Wednesday, August 15, 2007

My Darling OQO Has a Wart!

Weekend before last, I got to hang with my extended family: Garland; his cousins, who I just met; my friend Gigi (Garland's first wife), her gentleman friend; Addai (Garland's oldest) and his wife, Egem. We'd gotten together in Chicago the night before to see stepdaughter Shani's Broadway debut in The Color Purple.

She was amazing.

Anyway, before I start waxing braggadocios about that girl, let me get back to the piece that's critically important: Addai's OQO US Model 02 (and yes, I've got issues!). As it turns out, Egem, his wife of less than a year, had ordered one for him and he wanted to show it to me. As I held it in my hands and looked at it with shining eyes, he explained how he had it set up to "talk" to his desktop computer at his SOHO...How it was easier to carry and that it was a dream to use...How he'd upgraded the hardware to better serve his needs.



I could hear angels singing. That is, until I tried using the mouse. It was waaay over on the right hand side. No matter what I did, I couldn't easily get my left thumb over there. Forget using my right thumb. I just didn't have the fine motor control (you try using your other hand to mouse over to something before you scratch your noggin and mutter at your screen). Other than the fact that they'd set up the form factor for a right-handed populace, it was perfection itself.

Of, of course, I wrote to the people who'd created the object of my lustful tech affection. Here's what I wrote (with shaking fingers) to the good people at OQO:



I was so excited I was almost giddy when a family member showed me his OQO model 2. I'd been following the OQO's for months and was convinced that I would replace my company laptop with one when it came time.

You can't imagine my surprise and disappointment when I learned that the mouse was on the right hand side. I am one of the estimated 8.4 million left-handers on planet Earth (14% in the general population...more when you consider Asian populations or creative professionals which tend to have higher instances of left-handedness than in the general population). Using the trackball mouse was torture. Try switching the mouse buttons on your computer and then putting your mouse on the left. It will take about 30 seconds to see what I mean and, more than likely, you'll use your right hand to use the mouse on the left side. This is what I ended up doing: putting the machine down and using my left hand to use the mouse button. Frustrating and unnecessary.

Nick Merz, your VP of Design should have known better than to design a product that so obviously excludes roughly 14% of the possible market share for this subnotebook market. Please centrally locate the mouseball on the keyboard. I will purchase one immediately.

Period.

Now, I don't expect to hear from these good people beyond the automated response and I don't think for a moment that they'll change the button placement after hearing from little ole me. But I can hope.

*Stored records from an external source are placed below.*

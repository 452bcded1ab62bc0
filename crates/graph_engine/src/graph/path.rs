//! Namespaces and identifier paths
//!
//! Every initialized node with a non-empty identifier is indexed under the
//! nearest namespace node above it. Paths are `/`-delimited identifiers
//! walked from a namespace like a filesystem path: every segment but the
//! last must name a namespace node. A leading `/` starts at the root
//! namespace. `..` is not supported.

use std::collections::HashMap;

use crate::foundation::collections::NodeKey;
use crate::graph::node::Capabilities;
use crate::graph::{GraphError, Root};

impl Root {
    /// Look up an identifier directly inside a namespace
    pub fn find_node(&self, namespace: NodeKey, id: &str) -> Option<NodeKey> {
        let key = *self.identifiers.get(&namespace)?.get(id)?;
        self.nodes.contains_key(key).then_some(key)
    }

    /// Namespace a node's own identifier lives in
    ///
    /// For the root node this is the root namespace itself. Returns `None`
    /// for nodes not connected to any namespace.
    pub fn namespace_of(&self, key: NodeKey) -> Option<NodeKey> {
        if key == self.root_node() {
            return Some(key);
        }
        let record = self.nodes.get(key)?;
        if let Some(namespace) = record.namespace {
            return Some(namespace);
        }
        let mut current = record.primary_parent();
        let mut steps = 0;
        while let Some(parent) = current {
            let parent_record = self.nodes.get(parent)?;
            if parent_record.capabilities.contains(Capabilities::NAMESPACE) {
                return Some(parent);
            }
            current = parent_record.primary_parent();
            steps += 1;
            if steps > self.config.graph.max_depth {
                return None;
            }
        }
        None
    }

    /// Resolve a path relative to a namespace
    ///
    /// Any missing segment yields `None`.
    pub fn resolve_path(&self, namespace: NodeKey, path: &str) -> Option<NodeKey> {
        let (mut current, relative) = match path.strip_prefix('/') {
            Some(rest) => (self.root_node(), rest),
            None => (namespace, path),
        };
        let mut segments = relative.split('/').filter(|segment| !segment.is_empty()).peekable();
        segments.peek()?;
        while let Some(segment) = segments.next() {
            let found = self.find_node(current, segment)?;
            if segments.peek().is_none() {
                return Some(found);
            }
            if !self.nodes.get(found)?.capabilities.contains(Capabilities::NAMESPACE) {
                return None;
            }
            current = found;
        }
        None
    }

    /// Slash-separated path of a node from the root namespace
    pub fn path_of(&self, key: NodeKey) -> Option<String> {
        let mut segments = Vec::new();
        let mut current = key;
        while current != self.root_node() {
            let record = self.nodes.get(current)?;
            if record.id.is_empty() {
                return None;
            }
            segments.push(record.id.clone());
            current = record.namespace?;
        }
        segments.reverse();
        Some(format!("/{}", segments.join("/")))
    }

    /// Namespace children of `parent` register their identifiers in
    pub(crate) fn enclosing_namespace(&self, parent: NodeKey) -> NodeKey {
        match self.nodes.get(parent) {
            Some(record) if record.capabilities.contains(Capabilities::NAMESPACE) => parent,
            Some(record) => record.namespace.unwrap_or(self.root_node()),
            None => self.root_node(),
        }
    }

    pub(crate) fn register_identifier(
        &mut self,
        namespace: NodeKey,
        id: &str,
        key: NodeKey,
    ) -> Result<(), GraphError> {
        let index = self.identifiers.entry(namespace).or_insert_with(HashMap::new);
        match index.get(id) {
            Some(&existing) if existing != key && self.nodes.contains_key(existing) => {
                Err(GraphError::DuplicateIdentifier(id.to_string()))
            }
            _ => {
                index.insert(id.to_string(), key);
                Ok(())
            }
        }
    }

    pub(crate) fn unregister_identifier(&mut self, namespace: NodeKey, id: &str, key: NodeKey) {
        if let Some(index) = self.identifiers.get_mut(&namespace) {
            if index.get(id) == Some(&key) {
                index.remove(id);
            }
        }
    }

    /// Drop the identifier index owned by a namespace node that left the graph
    pub(crate) fn drop_namespace_index(&mut self, namespace: NodeKey) {
        if namespace != self.root_node() {
            self.identifiers.remove(&namespace);
        }
    }
}
//! Time facet
//!
//! Turns the timelines in scope of a logic traversal into clip samples and
//! runs the facet's evaluators on them.
//!
//! For a timeline at time `t` the facet first applies the offset
//! (`t + time_offset`, negative values delay the start and skip the
//! timeline), then the scale, then the shift:
//! `clip_time = (t + time_offset) * time_scale + time_shift`.

use crate::controller::evaluator::{ClipSample, TimeEvaluator};
use crate::graph::{AttributeExt, Attributes, PropertyValue};
use crate::tracker::TimelineSample;

/// Time controller state
#[derive(Debug)]
pub struct TimeFacet {
    /// Added after scaling
    pub time_shift: f64,
    /// Added before scaling
    pub time_offset: f64,
    /// Playback rate
    pub time_scale: f64,
    /// Enabled timeline units, one bit per unit index
    pub unit_mask: u32,
    /// Trigger groups this controller responds to
    pub group_mask: u32,
    /// Rescale blend factors of all relevant timelines to sum to one
    pub normalize_blend_factors: bool,
    evaluators: Vec<Box<dyn TimeEvaluator>>,
    built: Vec<Box<dyn TimeEvaluator>>,
}

impl Default for TimeFacet {
    fn default() -> Self {
        Self {
            time_shift: 0.0,
            time_offset: 0.0,
            time_scale: 1.0,
            unit_mask: u32::MAX,
            group_mask: u32::MAX,
            normalize_blend_factors: true,
            evaluators: Vec::new(),
            built: Vec::new(),
        }
    }
}

impl TimeFacet {
    /// Create a facet with neutral timing
    pub fn new() -> Self {
        Self::default()
    }

    /// Add an evaluator that lives as long as the facet
    pub fn add_evaluator(&mut self, evaluator: Box<dyn TimeEvaluator>) {
        self.evaluators.push(evaluator);
    }

    /// Number of evaluators, including those built at init
    pub fn evaluator_count(&self) -> usize {
        self.evaluators.len() + self.built.len()
    }

    pub(crate) fn set_built(&mut self, built: Vec<Box<dyn TimeEvaluator>>) {
        self.built = built;
    }

    pub(crate) fn clear_built(&mut self) {
        self.built.clear();
    }

    /// Clip samples for the timelines relevant to this facet
    pub fn clip_samples(&self, timelines: &[TimelineSample]) -> Vec<ClipSample> {
        let mut samples = timelines
            .iter()
            .filter(|timeline| self.responds_to(timeline))
            .filter_map(|timeline| {
                let started = timeline.time + self.time_offset;
                (started >= 0.0).then(|| ClipSample {
                    clip: timeline.clip,
                    time: started * self.time_scale + self.time_shift,
                    weight: timeline.weight,
                })
            })
            .collect::<Vec<_>>();

        if self.normalize_blend_factors {
            let total: f64 = samples.iter().map(|sample| sample.weight).sum();
            if total > 0.0 {
                for sample in &mut samples {
                    sample.weight /= total;
                }
            }
        }
        samples
    }

    fn responds_to(&self, timeline: &TimelineSample) -> bool {
        let unit_enabled = timeline.unit < 32 && self.unit_mask & (1 << timeline.unit) != 0;
        unit_enabled && timeline.group_mask & self.group_mask != 0
    }

    /// Evaluate every evaluator, returning the property writes
    ///
    /// A lone timeline at full weight takes the single-clip path; anything
    /// else goes through the blended path.
    pub fn evaluate(&mut self, timelines: &[TimelineSample]) -> Vec<(String, PropertyValue)> {
        let samples = self.clip_samples(timelines);
        let single = match samples.as_slice() {
            [] => return Vec::new(),
            [sample] if (sample.weight - 1.0).abs() <= f64::EPSILON => Some(*sample),
            _ => None,
        };
        self.evaluators
            .iter_mut()
            .chain(self.built.iter_mut())
            .filter_map(|evaluator| {
                let value = match single {
                    Some(sample) => evaluator.evaluate(sample.clip, sample.time),
                    None => evaluator.evaluate_blended(&samples),
                };
                value.map(|value| (evaluator.property().to_string(), value))
            })
            .collect()
    }

    pub(crate) fn configure(&mut self, attributes: &Attributes) -> Result<(), String> {
        self.time_shift = attributes.float_or("time_shift", self.time_shift)?;
        self.time_offset = attributes.float_or("time_offset", self.time_offset)?;
        self.time_scale = attributes.float_or("time_scale", self.time_scale)?;
        self.unit_mask = mask_attribute(attributes, "unit_mask", self.unit_mask)?;
        self.group_mask = mask_attribute(attributes, "group_mask", self.group_mask)?;
        self.normalize_blend_factors = attributes.bool_or("normalize", self.normalize_blend_factors)?;
        Ok(())
    }
}

pub(crate) fn mask_attribute(attributes: &Attributes, key: &str, default: u32) -> Result<u32, String> {
    let bits = attributes.int_or(key, i64::from(default))?;
    u32::try_from(bits).map_err(|_| format!("attribute '{key}' must fit in 32 bits"))
}

#[cfg(test)]
mod tests {
    use super::*;
    use crate::controller::evaluator::KeyframeEvaluator;
    use crate::foundation::collections::NodeKey;
    use crate::resource::animation::Keyframe;
    use approx::assert_relative_eq;

    fn timeline(unit: u32, clip: usize, time: f64, weight: f64) -> TimelineSample {
        TimelineSample {
            source: NodeKey::default(),
            unit,
            group_mask: 1,
            clip,
            time,
            weight,
        }
    }

    fn identity_ramp() -> Box<KeyframeEvaluator> {
        let keys = vec![Keyframe::new(0.0, 0.0), Keyframe::new(100.0, 100.0)];
        Box::new(KeyframeEvaluator::new("x").with_clip(0, keys.clone()).with_clip(1, keys))
    }

    #[test]
    fn test_offset_scale_shift_order() {
        let facet = TimeFacet {
            time_offset: 1.0,
            time_scale: 2.0,
            time_shift: 0.5,
            ..TimeFacet::default()
        };
        let samples = facet.clip_samples(&[timeline(0, 0, 3.0, 1.0)]);
        assert_relative_eq!(samples[0].time, 8.5);
    }

    #[test]
    fn test_negative_offset_delays_start() {
        let facet = TimeFacet {
            time_offset: -2.0,
            ..TimeFacet::default()
        };
        assert!(facet.clip_samples(&[timeline(0, 0, 1.0, 1.0)]).is_empty());
        assert_eq!(facet.clip_samples(&[timeline(0, 0, 2.5, 1.0)]).len(), 1);
    }

    #[test]
    fn test_scale_invariance() {
        let mut doubled = TimeFacet {
            time_scale: 2.0,
            ..TimeFacet::default()
        };
        doubled.add_evaluator(identity_ramp());
        let mut plain = TimeFacet::default();
        plain.add_evaluator(identity_ramp());

        for t in [0.0, 1.0, 3.5, 20.0] {
            let a = doubled.evaluate(&[timeline(0, 0, t / 2.0, 1.0)]);
            let b = plain.evaluate(&[timeline(0, 0, t, 1.0)]);
            assert_relative_eq!(a[0].1.as_float().unwrap(), b[0].1.as_float().unwrap());
        }
    }

    #[test]
    fn test_normalized_weights_sum_to_one() {
        let facet = TimeFacet::default();
        let samples = facet.clip_samples(&[
            timeline(0, 0, 1.0, 0.3),
            timeline(1, 1, 1.0, 2.0),
            timeline(2, 0, 1.0, 0.0),
        ]);
        let total: f64 = samples.iter().map(|sample| sample.weight).sum();
        assert_relative_eq!(total, 1.0, epsilon = 1e-12);
    }

    #[test]
    fn test_unit_and_group_masks_filter() {
        let facet = TimeFacet {
            unit_mask: 0b10,
            group_mask: 0b100,
            ..TimeFacet::default()
        };
        let mut wrong_group = timeline(1, 0, 1.0, 1.0);
        wrong_group.group_mask = 0b1;
        let mut right = timeline(1, 0, 1.0, 1.0);
        right.group_mask = 0b110;
        assert!(facet.clip_samples(&[timeline(0, 0, 1.0, 1.0), wrong_group]).is_empty());
        assert_eq!(facet.clip_samples(&[right]).len(), 1);
    }

    #[test]
    fn test_blended_evaluation_uses_normalized_weights() {
        let mut facet = TimeFacet::default();
        facet.add_evaluator(identity_ramp());
        let writes = facet.evaluate(&[timeline(0, 0, 10.0, 1.0), timeline(1, 1, 30.0, 3.0)]);
        assert_eq!(writes[0].0, "x");
        assert_relative_eq!(writes[0].1.as_float().unwrap(), 25.0);
    }
}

What's interesting is how we approach offerings like this. They don't come out and say that this product is for right-handed people only. They don't even offer an easy workaround (not even for more money). This kind of thing leaves me wondering: What are we thinking with respect to who our customers are. I don't reckon that OQO decided to make a product that's hard for leftys to use. I think it didn't cross their radar. Also, looking at the people who were doing the product reviews, I noted that they were all right-handed men.

What's this all mean? Heck if I know. I just want one.

4 comments:

Anonymous said...

I'm left-handed. The OQO's right hand bias is one of the reasons why I haven't bought it.

However, I think what you really want (or, at least, what I really want) is for OQO to solve the problem, not implement a specific solution. That is, what I want is for OQO to remove the handedness bias. This is not necessarily the same thing as centrally locating the track stick and buttons.

Looking at the OQO, I don't see how they can implement your solution and maintain their current form factor. If they find some other way of eliminating the bias, I would be all for it. It doesn't have to be to locate the controls in the center.

(e.g. Maybe, in the next iteration, the track stick and the buttons are interchangeable components. Then the user can switch the thumbboard between left-handed and right-handed configurations.)

Lalita said...

What you said is exactly what I would have said (if I weren't pouting and disappointed).

In any event, I'll post whatever response I get from the peeps at OQO.

Jan Peter said...

Hi Latila,
I'm right handed, but some years ago started using the mouse on the left of my keyboard. (daily, 8-10 hours)
I remember the first day was a little uncomfortable. After that no problem.
In your posts i sense a bit of 'i am a lefty and proud of it' mentality. If you could just overcome your stubbornness and invest a little effort into it you too could use the magnificent oqo.

Lalita said...

I love how you mis-typed my name "Latila." Kind of like "Latila the Hun (I'll be sure to tell my husband...he'll be pleased!)."

Jan, with your mouse on the left side, you were able to reach it. What I'm saying is that I don't have the right-handed thumb dexterity you clearly have with your left and couldn't reach the ball with my good thumb for fine motor stuff--my left.

If you have an OQO and are gloating, I would be too.

Thanks for posting, friend. Enjoy!

Oh, yeah. "Lefty and proud of it?" What? Are you joking? Of course, I'm a lefty and proud. What other option is there? "Lefty and dispondent?"